Enteroendocrine cells (EECs) in the gastrointestinal tract play a critical role in sensing dietary fat and regulating the secretion of gut hormone. However, chronic high-fat diet (HFD) intake can lead to maladaptive changes in these cells, impairing hormone regulation. Transient receptor potential ankyrin 1 (TRPA1), an ion channel endogenously expressed in EECs, is known to promote gut hormone secretion when activated. Previous studies have shown that gut TRPA1 expression is reduced in HFD-fed mice, but the underlying molecular mechanisms remained unclear.
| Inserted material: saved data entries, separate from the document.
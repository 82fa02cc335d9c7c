// Quartz
// Copyright (c) 2026 The Project Quartz Developers.
//
// This Source Code Form is subject to the terms of the Mozilla Public
// License, v. 2.0. If a copy of the MPL was not distributed with this
// file, You can obtain one at https://mozilla.org/MPL/2.0/.

//! The `sample` module owns the in-memory training data model and the text
//! loader that fills it.
//!
//! Input is one quality line per text line, every line the same length, each
//! byte encoding symbol `byte - 33` (the printable Phred convention; the
//! codebook file format uses the same offset). Lines are stored flattened in
//! fixed-capacity blocks.

use std::io::BufRead;

use log::debug;

use crate::alphabet::{Alphabet, Symbol};
use crate::errors::{empty_training_error, malformed_input_error, Result};

/// The offset that maps a symbol onto a printable ASCII byte.
pub const SYMBOL_OFFSET: u8 = 33;

/// Number of lines stored per block.
const BLOCK_LINES: usize = 1 << 16;

struct LineBlock {
    data: Vec<Symbol>,
    count: usize,
}

/// A fixed-column-count corpus of quality lines.
pub struct QualitySample {
    columns: usize,
    lines: u64,
    alphabet: Alphabet,
    blocks: Vec<LineBlock>,
}

impl QualitySample {
    /// Creates an empty sample with a known column count.
    pub fn new(alphabet: &Alphabet, columns: usize) -> Self {
        assert!(columns > 0);
        QualitySample { columns, lines: 0, alphabet: alphabet.clone(), blocks: Vec::new() }
    }

    /// Loads quality lines from a reader.
    ///
    /// The first line fixes the column count. A ragged or out-of-alphabet
    /// line is a [`MalformedInput`](crate::errors::Error::MalformedInput)
    /// error; an input with no lines at all is
    /// [`EmptyTraining`](crate::errors::Error::EmptyTraining). `max_lines`
    /// caps how many lines are kept, with 0 meaning all of them.
    pub fn from_reader<R: BufRead>(
        mut reader: R,
        alphabet: &Alphabet,
        max_lines: u64,
    ) -> Result<Self> {
        let mut sample: Option<QualitySample> = None;
        let mut raw = Vec::new();
        let mut scratch = Vec::new();

        loop {
            if max_lines != 0 {
                if let Some(ref s) = sample {
                    if s.lines >= max_lines {
                        break;
                    }
                }
            }

            raw.clear();
            if reader.read_until(b'\n', &mut raw)? == 0 {
                break;
            }
            if raw.last() == Some(&b'\n') {
                raw.pop();
            }
            if raw.last() == Some(&b'\r') {
                raw.pop();
            }
            // A trailing newline produces one final empty read; real empty
            // lines inside the stream are malformed.
            if raw.is_empty() {
                if reader.fill_buf()?.is_empty() {
                    break;
                }
                return malformed_input_error("empty line in quality stream");
            }

            scratch.clear();
            for &byte in raw.iter() {
                if byte < SYMBOL_OFFSET {
                    return malformed_input_error("byte below the printable symbol offset");
                }
                let sym = byte - SYMBOL_OFFSET;
                if !alphabet.contains(sym) {
                    return malformed_input_error("symbol outside the stream alphabet");
                }
                scratch.push(sym);
            }

            match sample {
                None => {
                    let mut s = QualitySample::new(alphabet, scratch.len());
                    s.push_line(&scratch);
                    sample = Some(s);
                }
                Some(ref mut s) => {
                    if scratch.len() != s.columns {
                        return malformed_input_error("line length differs from first line");
                    }
                    s.push_line(&scratch);
                }
            }
        }

        match sample {
            Some(s) => {
                debug!("loaded {} lines of {} columns", s.lines, s.columns);
                Ok(s)
            }
            None => empty_training_error(),
        }
    }

    /// Appends one line. The line length must equal the column count.
    pub fn push_line(&mut self, line: &[Symbol]) {
        assert_eq!(line.len(), self.columns);
        let needs_block = match self.blocks.last() {
            Some(block) => block.count == BLOCK_LINES,
            None => true,
        };
        if needs_block {
            self.blocks.push(LineBlock { data: Vec::new(), count: 0 });
        }
        let block = self.blocks.last_mut().unwrap();
        block.data.extend_from_slice(line);
        block.count += 1;
        self.lines += 1;
    }

    /// The column count shared by every line.
    pub fn columns(&self) -> usize {
        self.columns
    }

    /// The number of lines.
    pub fn lines(&self) -> u64 {
        self.lines
    }

    /// The stream alphabet.
    pub fn alphabet(&self) -> &Alphabet {
        &self.alphabet
    }

    /// The line at the given index.
    ///
    /// Panics if the index is out of range.
    pub fn line(&self, index: u64) -> &[Symbol] {
        let block = &self.blocks[(index as usize) / BLOCK_LINES];
        let offset = ((index as usize) % BLOCK_LINES) * self.columns;
        &block.data[offset..offset + self.columns]
    }

    /// Iterates the lines in input order.
    pub fn iter(&self) -> impl Iterator<Item = &[Symbol]> {
        let columns = self.columns;
        self.blocks.iter().flat_map(move |block| block.data.chunks_exact(columns))
    }
}

#[cfg(test)]
mod tests {
    use super::{QualitySample, SYMBOL_OFFSET};
    use crate::alphabet::Alphabet;
    use crate::errors::Error;

    fn load(bytes: &[u8]) -> Result<QualitySample, Error> {
        QualitySample::from_reader(bytes, &Alphabet::contiguous(41), 0)
    }

    #[test]
    fn verify_loads_phred_lines() {
        let sample = load(b"!!#\n((+\n").unwrap();
        assert_eq!(sample.columns(), 3);
        assert_eq!(sample.lines(), 2);
        assert_eq!(sample.line(0), &[0, 0, 2]);
        assert_eq!(sample.line(1), &[7, 7, 10]);
        assert_eq!(sample.iter().count(), 2);
    }

    #[test]
    fn verify_missing_final_newline_and_crlf() {
        let sample = load(b"!!#\r\n((+").unwrap();
        assert_eq!(sample.lines(), 2);
        assert_eq!(sample.line(1), &[7, 7, 10]);
    }

    #[test]
    fn verify_ragged_line_is_malformed() {
        assert!(matches!(load(b"!!#\n((\n"), Err(Error::MalformedInput(_))));
    }

    #[test]
    fn verify_out_of_alphabet_symbol_is_malformed() {
        // 'J' encodes symbol 41, one past the 41-symbol alphabet.
        assert!(matches!(load(b"!!J\n"), Err(Error::MalformedInput(_))));
        // A byte below the offset can never encode a symbol.
        assert!(matches!(load(b"!! \n"), Err(Error::MalformedInput(_))));
    }

    #[test]
    fn verify_empty_input() {
        assert!(matches!(load(b""), Err(Error::EmptyTraining)));
    }

    #[test]
    fn verify_line_cap() {
        let sample =
            QualitySample::from_reader(&b"!!\n##\n%%\n"[..], &Alphabet::contiguous(41), 2)
                .unwrap();
        assert_eq!(sample.lines(), 2);
    }

    #[test]
    fn verify_offset_matches_codebook_format() {
        assert_eq!(SYMBOL_OFFSET, 33);
    }
}
//! Encumbrance - carrying limit, current load, and the load step that costs
//! one point of movement.

#[derive(Clone, Debug, Default, PartialEq, Eq)]
#[cfg_attr(feature = "serde", derive(serde::Serialize, serde::Deserialize))]
#[cfg_attr(feature = "serde", serde(default, rename_all = "camelCase"))]
pub struct EncumbranceState {
    /// Derived from strength and race size.
    pub limit: i32,
    /// Derived from carried item weights.
    pub current: i32,
    /// Weight over the limit per point of movement lost. Race and ability
    /// thresholds replace this when present.
    pub speed_decrease_threshold: i32,
}

impl EncumbranceState {
    /// Weight carried beyond the limit; never negative.
    pub fn over_limit(&self) -> i32 {
        (self.current - self.limit).max(0)
    }
}

#[cfg(test)]
mod tests {
    use super::*;

    #[test]
    fn over_limit_is_zero_when_under() {
        let state = EncumbranceState {
            limit: 30,
            current: 12,
            speed_decrease_threshold: 5,
        };
        assert_eq!(state.over_limit(), 0);
    }

    #[test]
    fn over_limit_counts_excess() {
        let state = EncumbranceState {
            limit: 20,
            current: 45,
            speed_decrease_threshold: 5,
        };
        assert_eq!(state.over_limit(), 25);
    }
}
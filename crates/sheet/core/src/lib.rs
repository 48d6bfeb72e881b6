//! Deterministic character-sheet rules shared by loaders and front ends.
//!
//! `sheet-core` defines the persisted character record, the closed set of
//! attachable item kinds, and the Derived Stat Engine that turns a record plus
//! its items into a fully derived sheet. Everything here is pure: no I/O, no
//! randomness, and the engine never writes back into the caller's record.
//!
//! ```text
//! CharacterSheet + ItemSet ──► DerivationEngine::derive ──► DerivedSheet
//!   (persisted, caller-owned)                               (view-model, discarded after use)
//! ```
pub mod config;
pub mod derive;
pub mod error;
pub mod items;
pub mod progression;
pub mod sheet;

pub use config::{CarryRules, DefenseRules, EffortRules, RulesConfig, StatusRules};
pub use derive::{
    DerivationEngine, DerivedAttribute, DerivedCheck, DerivedSheet, RollData, Stage,
};
pub use error::{ExclusiveKind, SheetError};
pub use items::{
    Ability, Armor, Background, Character, GearItem, Item, ItemKind, ItemModifiers, ItemSet,
    Race, RaceAttributeModifier, Size, Weapon,
};
pub use progression::ProgressOutcome;
pub use sheet::{
    ActorKind, AttributeKey, AttributeScore, AttributeTable, CharacterSheet, CheckKey, CheckScore,
    CheckTable, DefenseBlock, DefenseValue, EffortPool, EncumbranceState, ManaAttribute, ManaPool,
    StatusCounters,
};
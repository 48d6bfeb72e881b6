//! Resource pools - Effort Points (EP) and Mana.
//!
//! `value` is game state and must be stored. `max` is persisted only as the
//! last derived value: the engine overwrites it on every pass, except for
//! Mana on characters that cannot cast, which keep their prior maximum.

use super::attributes::AttributeKey;

/// Effort Points, the stamina-like pool.
#[derive(Clone, Debug, Default, PartialEq, Eq)]
#[cfg_attr(feature = "serde", derive(serde::Serialize, serde::Deserialize))]
#[cfg_attr(feature = "serde", serde(default))]
pub struct EffortPool {
    pub value: i32,
    pub max: i32,
}

impl EffortPool {
    pub const fn new(value: i32, max: i32) -> Self {
        Self { value, max }
    }

    /// Empty the pool entirely (exhaustion drain).
    pub fn drain(&mut self) {
        self.value = 0;
        self.max = 0;
    }
}

/// Mana pool for spellcasters.
#[derive(Clone, Debug, Default, PartialEq, Eq)]
#[cfg_attr(feature = "serde", derive(serde::Serialize, serde::Deserialize))]
#[cfg_attr(feature = "serde", serde(default, rename_all = "camelCase"))]
pub struct ManaPool {
    pub value: i32,
    pub max: i32,
    /// Most mana a single casting may spend.
    pub expenditure_limit: i32,
}

impl ManaPool {
    pub const fn new(value: i32, max: i32, expenditure_limit: i32) -> Self {
        Self {
            value,
            max,
            expenditure_limit,
        }
    }
}

/// Attribute a caster's mana maximum scales with.
#[derive(
    Clone,
    Copy,
    Debug,
    Default,
    PartialEq,
    Eq,
    Hash,
    strum::Display,
    strum::EnumString,
    strum::AsRefStr,
)]
#[cfg_attr(feature = "serde", derive(serde::Serialize, serde::Deserialize))]
#[cfg_attr(feature = "serde", serde(rename_all = "snake_case"))]
#[strum(serialize_all = "snake_case", ascii_case_insensitive)]
pub enum ManaAttribute {
    /// `max = int`
    #[default]
    Int,
    /// `max = ceil(con / 2)`
    Con,
}

impl ManaAttribute {
    pub const fn attribute(self) -> AttributeKey {
        match self {
            ManaAttribute::Int => AttributeKey::Int,
            ManaAttribute::Con => AttributeKey::Con,
        }
    }
}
In this study, we used the secretin tumor cell-1 (STC-1) enteroendocrine cell line treated with a fatty acid (FA) mixture (oleic acid: stearic acid in a 2:3 ratio) to mimic chronic HFD exposure in vitro. Our data from label-free proteomics, flow cytometry, and western blotting revealed that FA treatment causes TRPA1 downregulation through AMP-activated protein kinase and Ca2+ signaling pathways. This downregulation was accompanied by altered expression of genes and proteins involved in gut hormone synthesis and secretion. We further investigated the protective effect of allicin, a natural TRPA1 agonist found in garlic. Allicin treatment prevented TRPA1 downregulation both in FA-treated STC-1 cells and in HFD-fed C57BL/6J mice. In conclusion, this study elucidates the AMP-activated protein kinase-dependent mechanisms behind FA-induced TRPA1 downregulation in EECs and highlights how this contributes to gut hormone dysregulation. Importantly, dietary TRPA1 agonists such as allicin can counteract these effects, suggesting potential for development of functional foods (eg, allicin, thiocyanates, cuminaldehyde, cinnamaldehyde) to mitigate HFD-related gut hormone disturbances.